> _Your instructions_
Scan the listing below for the word "joined" and copy every line where it occurs.

### Supplied records

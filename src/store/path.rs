//! Lexical handling of slash-separated keys, shared by the key-value store's
//! callers and the blob store.

/// Shortest equivalent of `path`: repeated slashes collapse, `.` elements
/// drop, and `..` consumes the preceding element. A `..` that would climb
/// above a relative root is kept; one above `/` is dropped. An empty result
/// is `.`.
pub fn clean(path: &str) -> String {
    let rooted = path.starts_with('/');
    let mut parts: Vec<&str> = Vec::new();

    for part in path.split('/') {
        match part {
            "" | "." => {}
            ".." => {
                if parts.last().is_some_and(|last| *last != "..") {
                    parts.pop();
                } else if !rooted {
                    parts.push("..");
                }
            }
            other => parts.push(other),
        }
    }

    let joined = parts.join("/");
    match (rooted, joined.is_empty()) {
        (true, _) => format!("/{}", joined),
        (false, true) => ".".to_string(),
        (false, false) => joined,
    }
}

/// Joins the non-empty elements with `/` and cleans the result. Returns an
/// empty string when every element is empty.
pub fn join(elems: &[&str]) -> String {
    let nonempty: Vec<&str> = elems.iter().copied().filter(|e| !e.is_empty()).collect();
    if nonempty.is_empty() {
        return String::new();
    }
    clean(&nonempty.join("/"))
}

######

> _Exercise response_
    let joined = parts.join("/");
    match (rooted, joined.is_empty()) {
        (true, _) => format!("/{}", joined),
        (false, false) => joined,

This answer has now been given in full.